Ingredion: Our new encapsulation matrix will “open up product developers’ creativity”

By Stephen DANIELLS

- Last updated on GMT

Photo credit: Ingredion
Photo credit: Ingredion
Strong consumer demand for sugar-free gum – a ‘sweet’ spot of the industry – will lead to exciting new flavors and nutrient delivery, says ingredient supplier Ingredion, with the company’s new encapsulation matrix opening up product developers’ creativity.

The company’s new ingredient solution – Q-Naturale SF – is described as a sugar-free non-cariogenic encapsulation matrix that enables manufacturers to address increasing consumer demand for sugar-free gums, oral care products and beverages.

Dinah Diaz, market development manager with Ingredion Inc. told us: “We view Q-Naturale SF as an ingredient that will open up product developers’ creativity because its performance is so much superior than gum arabic.”

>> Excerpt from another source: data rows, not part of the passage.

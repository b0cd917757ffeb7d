// Local backbone: TraitLm plus its tokenizer
//
// Binds the id-level model to a `tokenizers` tokenizer loaded from the model
// directory and implements the string-level Backbone contract. Directory
// layout (shared by base models and checkpoints):
//   dir/
//     model.json          (LmConfig)
//     tokenizer.json
//     model.safetensors   (optional for a fresh base; required for checkpoints)

use anyhow::{Context, Result};
use candle_core::Device;
use std::path::Path;
use tokenizers::Tokenizer;

use crate::dataset::TrainingExample;

use super::backbone::{Backbone, Candidate, DecodeConfig, TokenCounter};
use super::trait_lm::{LmConfig, TraitLm};

pub struct LocalBackbone {
    lm: TraitLm,
    tokenizer: Tokenizer,
    sep_id: u32,
    eos_id: u32,
}

impl LocalBackbone {
    /// Couple a model and tokenizer, verifying they fit together.
    pub fn new(lm: TraitLm, tokenizer: Tokenizer) -> Result<Self> {
        let vocab = tokenizer.get_vocab_size(true);
        if vocab > lm.config().vocab_size {
            anyhow::bail!(
                "Tokenizer vocabulary ({vocab}) exceeds model vocabulary ({})",
                lm.config().vocab_size
            );
        }

        // Falling back to an arbitrary id would alias an ordinary word as a
        // control token and corrupt every sequence built from it.
        let sep_id = tokenizer.token_to_id(&lm.config().sep_token).ok_or_else(|| {
            anyhow::anyhow!("Tokenizer has no `{}` separator token", lm.config().sep_token)
        })?;
        let eos_id = tokenizer.token_to_id(&lm.config().eos_token).ok_or_else(|| {
            anyhow::anyhow!(
                "Tokenizer has no `{}` end-of-sequence token",
                lm.config().eos_token
            )
        })?;

        Ok(Self { lm, tokenizer, sep_id, eos_id })
    }

    /// Load a backbone from a model directory.
    pub fn load(dir: &Path, device: Device) -> Result<Self> {
        let config_path = dir.join("model.json");
        let config: LmConfig = serde_json::from_str(
            &std::fs::read_to_string(&config_path)
                .with_context(|| format!("Failed to read {}", config_path.display()))?,
        )
        .with_context(|| format!("Failed to parse {}", config_path.display()))?;

        let tokenizer_path = dir.join("tokenizer.json");
        let tokenizer = Tokenizer::from_file(&tokenizer_path).map_err(|e| {
            anyhow::anyhow!("Failed to load tokenizer from {}: {e}", tokenizer_path.display())
        })?;

        let mut lm = TraitLm::new(config, device)?;
        let weights_path = dir.join("model.safetensors");
        if weights_path.exists() {
            lm.load_weights(&weights_path)
                .with_context(|| format!("Failed to load weights from {}", weights_path.display()))?;
            tracing::info!(dir = %dir.display(), "Loaded backbone weights");
        } else {
            tracing::info!(dir = %dir.display(), "No weights found, starting from random init");
        }

        Self::new(lm, tokenizer)
    }

    pub fn lm_config(&self) -> &LmConfig {
        self.lm.config()
    }

    fn encode_ids(&self, text: &str) -> Result<Vec<u32>> {
        let encoding = self
            .tokenizer
            .encode(text, false)
            .map_err(|e| anyhow::anyhow!("Tokenization failed: {e}"))?;
        Ok(encoding.get_ids().to_vec())
    }
}

impl TokenCounter for LocalBackbone {
    fn count_tokens(&self, text: &str) -> Result<usize> {
        Ok(self.encode_ids(text)?.len())
    }

    fn truncate_to(&self, text: &str, max_tokens: usize) -> Result<String> {
        if max_tokens == 0 {
            return Ok(String::new());
        }
        let encoding = self
            .tokenizer
            .encode(text, false)
            .map_err(|e| anyhow::anyhow!("Tokenization failed: {e}"))?;
        let offsets = encoding.get_offsets();
        if offsets.len() <= max_tokens {
            return Ok(text.to_string());
        }
        let end = offsets[max_tokens - 1].1;
        Ok(text[..end].to_string())
    }
}

impl Backbone for LocalBackbone {
    fn generate(&mut self, prompt: &str, decode: &DecodeConfig) -> Result<Vec<Candidate>> {
        let mut prefix = self.encode_ids(prompt)?;
        prefix.push(self.sep_id);

        let hypotheses = self.lm.generate(&prefix, decode, self.eos_id)?;

        let mut candidates = Vec::with_capacity(hypotheses.len());
        for (ids, score) in hypotheses {
            let text = self
                .tokenizer
                .decode(&ids, true)
                .map_err(|e| anyhow::anyhow!("Detokenization failed: {e}"))?;
            candidates.push(Candidate { text, score });
        }
        Ok(candidates)
    }

    fn train_batch(&mut self, batch: &[TrainingExample], learning_rate: f64) -> Result<f32> {
        let capacity = self.lm.config().max_seq_len;
        let mut sequences = Vec::with_capacity(batch.len());
        let mut oversize = 0usize;
        for example in batch {
            let source = self.encode_ids(&example.source)?;
            let target = self.encode_ids(&example.target)?;

            let mut sequence = source;
            sequence.push(self.sep_id);
            let target_start = sequence.len();
            sequence.extend_from_slice(&target);
            sequence.push(self.eos_id);

            // Chopping would silently drop gold target tokens; skip the
            // sequence whole and report it instead.
            if sequence.len() > capacity {
                oversize += 1;
                continue;
            }
            sequences.push((sequence, target_start));
        }

        if oversize > 0 {
            tracing::warn!(
                skipped = oversize,
                capacity = capacity,
                "Skipped training sequences exceeding model capacity"
            );
        }
        if sequences.is_empty() {
            anyhow::bail!(
                "Every sequence in the batch exceeds the {capacity}-token model capacity"
            );
        }
        self.lm.train_step(&sequences, learning_rate)
    }

    fn save(&self, dir: &Path) -> Result<()> {
        std::fs::create_dir_all(dir)
            .with_context(|| format!("Failed to create model directory {}", dir.display()))?;

        let config_path = dir.join("model.json");
        std::fs::write(&config_path, serde_json::to_string_pretty(self.lm.config())?)
            .with_context(|| format!("Failed to write {}", config_path.display()))?;

        self.lm.save_weights(&dir.join("model.safetensors"))?;

        self.tokenizer
            .save(dir.join("tokenizer.json"), false)
            .map_err(|e| anyhow::anyhow!("Failed to save tokenizer: {e}"))?;

        Ok(())
    }
}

The ingredient was soft launched last year and is currently being evaluated by Ingredion’s customers, she said.  “It is a matrix containing components that are already being used in one way or another if food, beverage, pharma, nutraceuticals, etc.”

Sugar-free gum

According to Mintel, a survey of gum chewers indicated that 76% view “sugar-free” as an important attribute when selecting a chewing gum. In addition, data from SymphonyIRI indicated that 76% of the entire gum category is of sugar free variety (data based on 52 weeks ending Dec 2011).

“The sugar-free gum market is very attractive to us and our customers because it continues to be the ‘sweet’ spot of the industry,” ​said Diaz. “With our novel encapsulant, I foresee that product developers can look at new and exciting flavors, perhaps delivering some nutritional value to consumers by adding actives, or encapsulating caffeine, etc.”

Q-Naturale SF would be listed on labels as “Quillaja extract, non-digestable dextrin, polyol”, she added.

Flavor loading

The encapsulant is optimized for spray drying encapsulations, and offers 40% flavor load, whereas most flavor spray drying is carried out at 20% flavor load. This increase to 40% doubles manufacturing throughput, said the company.

In addition, the ingredient increases the oil/encapsulant ratio from 1:4 to 1:1.5, meaning that, for the same amount of flavor, only 37.5% encapsulant will be used and half of the powder product needs to be handled.

These levels are applicable across the different food applications, including gums, sugar-free RTD, and confectioneries, said Diaz.

“Q-Naturale SF enables high oil loads of flavors, actives, nutrients, and any other lipids that can therefore be used in a variety of food applications while still achieving the same benefits of superior encapsulation, cost-in-use efficiencies, longer shelf-life, etc.”